= Beginning of Section =

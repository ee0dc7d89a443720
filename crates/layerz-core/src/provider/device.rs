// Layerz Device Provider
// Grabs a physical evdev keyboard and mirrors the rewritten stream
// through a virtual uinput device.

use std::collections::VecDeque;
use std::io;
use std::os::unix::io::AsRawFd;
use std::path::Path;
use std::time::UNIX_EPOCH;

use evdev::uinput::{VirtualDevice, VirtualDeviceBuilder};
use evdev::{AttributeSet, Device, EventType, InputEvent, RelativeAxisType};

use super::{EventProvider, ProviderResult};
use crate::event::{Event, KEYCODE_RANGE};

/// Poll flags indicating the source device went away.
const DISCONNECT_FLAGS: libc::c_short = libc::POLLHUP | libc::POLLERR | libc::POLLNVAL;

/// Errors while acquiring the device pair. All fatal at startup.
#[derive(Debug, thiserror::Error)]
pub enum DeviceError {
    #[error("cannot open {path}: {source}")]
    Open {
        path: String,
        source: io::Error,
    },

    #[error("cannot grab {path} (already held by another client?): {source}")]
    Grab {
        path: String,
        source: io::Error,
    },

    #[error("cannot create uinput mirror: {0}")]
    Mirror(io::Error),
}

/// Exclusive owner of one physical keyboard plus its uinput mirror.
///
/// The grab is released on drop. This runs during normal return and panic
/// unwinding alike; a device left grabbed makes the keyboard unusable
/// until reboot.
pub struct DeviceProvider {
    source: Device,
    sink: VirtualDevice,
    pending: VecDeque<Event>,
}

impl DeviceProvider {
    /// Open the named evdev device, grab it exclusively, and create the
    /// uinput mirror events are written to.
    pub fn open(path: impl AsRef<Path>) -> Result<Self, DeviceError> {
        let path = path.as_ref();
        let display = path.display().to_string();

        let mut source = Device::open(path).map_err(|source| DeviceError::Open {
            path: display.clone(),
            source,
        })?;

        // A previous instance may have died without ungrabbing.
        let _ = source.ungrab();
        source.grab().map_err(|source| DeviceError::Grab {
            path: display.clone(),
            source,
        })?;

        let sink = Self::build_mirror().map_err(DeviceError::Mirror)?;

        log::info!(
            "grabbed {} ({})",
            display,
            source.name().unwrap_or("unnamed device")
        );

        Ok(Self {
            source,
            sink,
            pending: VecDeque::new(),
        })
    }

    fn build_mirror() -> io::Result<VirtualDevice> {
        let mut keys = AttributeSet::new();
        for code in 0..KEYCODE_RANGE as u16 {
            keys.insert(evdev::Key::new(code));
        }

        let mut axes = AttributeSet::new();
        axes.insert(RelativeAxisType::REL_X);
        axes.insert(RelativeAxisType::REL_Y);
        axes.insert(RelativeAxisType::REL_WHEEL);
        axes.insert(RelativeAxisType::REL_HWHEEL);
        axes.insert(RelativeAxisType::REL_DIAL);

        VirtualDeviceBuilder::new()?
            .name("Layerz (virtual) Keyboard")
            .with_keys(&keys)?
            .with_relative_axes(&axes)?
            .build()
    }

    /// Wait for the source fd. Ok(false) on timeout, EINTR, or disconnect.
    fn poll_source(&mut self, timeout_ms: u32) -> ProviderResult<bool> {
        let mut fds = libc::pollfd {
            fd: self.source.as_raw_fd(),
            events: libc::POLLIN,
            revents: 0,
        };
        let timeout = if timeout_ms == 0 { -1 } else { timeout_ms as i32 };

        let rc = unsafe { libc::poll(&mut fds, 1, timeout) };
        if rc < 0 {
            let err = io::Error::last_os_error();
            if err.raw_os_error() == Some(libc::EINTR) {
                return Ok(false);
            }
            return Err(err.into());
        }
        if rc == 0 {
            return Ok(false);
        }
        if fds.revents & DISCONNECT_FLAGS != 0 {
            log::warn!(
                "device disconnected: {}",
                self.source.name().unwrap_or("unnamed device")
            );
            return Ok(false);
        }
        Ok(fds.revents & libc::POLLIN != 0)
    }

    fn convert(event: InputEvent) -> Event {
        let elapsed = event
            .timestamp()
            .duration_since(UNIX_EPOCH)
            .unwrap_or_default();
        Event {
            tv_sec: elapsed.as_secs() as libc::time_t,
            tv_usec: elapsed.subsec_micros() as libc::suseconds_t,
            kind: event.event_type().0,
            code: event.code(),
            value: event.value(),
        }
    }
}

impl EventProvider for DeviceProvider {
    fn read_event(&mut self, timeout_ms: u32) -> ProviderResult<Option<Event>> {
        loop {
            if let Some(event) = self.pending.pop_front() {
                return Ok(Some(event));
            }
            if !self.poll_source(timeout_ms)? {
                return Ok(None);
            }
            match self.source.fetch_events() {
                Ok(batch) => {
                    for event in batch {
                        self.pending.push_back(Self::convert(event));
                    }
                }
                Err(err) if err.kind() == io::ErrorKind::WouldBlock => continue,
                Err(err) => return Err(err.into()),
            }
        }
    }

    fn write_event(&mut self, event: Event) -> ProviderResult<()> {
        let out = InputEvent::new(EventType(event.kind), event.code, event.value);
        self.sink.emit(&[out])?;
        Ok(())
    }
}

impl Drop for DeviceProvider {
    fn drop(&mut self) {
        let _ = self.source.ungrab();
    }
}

= End of Section =

== Exercise requirements ==
Copy all records verbatim.

== Task solution ==
repository ee0dc7d89a443720
filename crates/layerz-core/src/provider/device.rs
// Layerz Device Provider
// Grabs a physical evdev keyboard and mirrors the rewritten stream
// through a virtual uinput device.

use std::collections::VecDeque;
use std::io;
use std::os::unix::io::AsRawFd;
use std::path::Path;
use std::time::UNIX_EPOCH;

use evdev::uinput::{VirtualDevice, VirtualDeviceBuilder};
use evdev::{AttributeSet, Device, EventType, InputEvent, RelativeAxisType};

use super::{EventProvider, ProviderResult};
use crate::event::{Event, KEYCODE_RANGE};

/// Poll flags indicating the source device went away.
const DISCONNECT_FLAGS: libc::c_short = libc::POLLHUP | libc::POLLERR | libc::POLLNVAL;

/// Errors while acquiring the device pair. All fatal at startup.
#[derive(Debug, thiserror::Error)]
pub enum DeviceError {
    #[error("cannot open {path}: {source}")]
    Open {
        path: String,
        source: io::Error,
    },

    #[error("cannot grab {path} (already held by another client?): {source}")]
    Grab {
        path: String,
        source: io::Error,
    },

    #[error("cannot create uinput mirror: {0}")]
    Mirror(io::Error),
}

/// Exclusive owner of one physical keyboard plus its uinput mirror.
///
/// The grab is released on drop. This runs during normal return and panic
/// unwinding alike; a device left grabbed makes the keyboard unusable
/// until reboot.
pub struct DeviceProvider {
    source: Device,
    sink: VirtualDevice,
    pending: VecDeque<Event>,
}

impl DeviceProvider {
    /// Open the named evdev device, grab it exclusively, and create the
    /// uinput mirror events are written to.
    pub fn open(path: impl AsRef<Path>) -> Result<Self, DeviceError> {
        let path = path.as_ref();
        let display = path.display().to_string();

        let mut source = Device::open(path).map_err(|source| DeviceError::Open {
            path: display.clone(),
            source,
        })?;

        // A previous instance may have died without ungrabbing.
        let _ = source.ungrab();
        source.grab().map_err(|source| DeviceError::Grab {
            path: display.clone(),
            source,
        })?;

        let sink = Self::build_mirror().map_err(DeviceError::Mirror)?;

        log::info!(
            "grabbed {} ({})",
            display,
            source.name().unwrap_or("unnamed device")
        );

        Ok(Self {
            source,
            sink,
            pending: VecDeque::new(),
        })
    }

    fn build_mirror() -> io::Result<VirtualDevice> {
        let mut keys = AttributeSet::new();
        for code in 0..KEYCODE_RANGE as u16 {
            keys.insert(evdev::Key::new(code));
        }

        let mut axes = AttributeSet::new();
        axes.insert(RelativeAxisType::REL_X);
        axes.insert(RelativeAxisType::REL_Y);
        axes.insert(RelativeAxisType::REL_WHEEL);
        axes.insert(RelativeAxisType::REL_HWHEEL);
        axes.insert(RelativeAxisType::REL_DIAL);

        VirtualDeviceBuilder::new()?
            .name("Layerz (virtual) Keyboard")
            .with_keys(&keys)?
            .with_relative_axes(&axes)?
            .build()
    }

    /// Wait for the source fd. Ok(false) on timeout, EINTR, or disconnect.
    fn poll_source(&mut self, timeout_ms: u32) -> ProviderResult<bool> {
        let mut fds = libc::pollfd {
            fd: self.source.as_raw_fd(),
            events: libc::POLLIN,
            revents: 0,
        };
        let timeout = if timeout_ms == 0 { -1 } else { timeout_ms as i32 };

        let rc = unsafe { libc::poll(&mut fds, 1, timeout) };
        if rc < 0 {
            let err = io::Error::last_os_error();
            if err.raw_os_error() == Some(libc::EINTR) {
                return Ok(false);
            }
            return Err(err.into());
        }
        if rc == 0 {
            return Ok(false);
        }
        if fds.revents & DISCONNECT_FLAGS != 0 {
            log::warn!(
                "device disconnected: {}",
                self.source.name().unwrap_or("unnamed device")
            );
            return Ok(false);
        }
        Ok(fds.revents & libc::POLLIN != 0)
    }

    fn convert(event: InputEvent) -> Event {
        let elapsed = event
            .timestamp()
            .duration_since(UNIX_EPOCH)
            .unwrap_or_default();
        Event {
            tv_sec: elapsed.as_secs() as libc::time_t,
            tv_usec: elapsed.subsec_micros() as libc::suseconds_t,
            kind: event.event_type().0,
            code: event.code(),
            value: event.value(),
        }
    }
}

impl EventProvider for DeviceProvider {
    fn read_event(&mut self, timeout_ms: u32) -> ProviderResult<Option<Event>> {
        loop {
            if let Some(event) = self.pending.pop_front() {
                return Ok(Some(event));
            }
            if !self.poll_source(timeout_ms)? {
                return Ok(None);
            }
            match self.source.fetch_events() {
                Ok(batch) => {
                    for event in batch {
                        self.pending.push_back(Self::convert(event));
                    }
                }
                Err(err) if err.kind() == io::ErrorKind::WouldBlock => continue,
                Err(err) => return Err(err.into()),
            }
        }
    }

    fn write_event(&mut self, event: Event) -> ProviderResult<()> {
        let out = InputEvent::new(EventType(event.kind), event.code, event.value);
        self.sink.emit(&[out])?;
        Ok(())
    }
}

impl Drop for DeviceProvider {
    fn drop(&mut self) {
        let _ = self.source.ungrab();
    }
}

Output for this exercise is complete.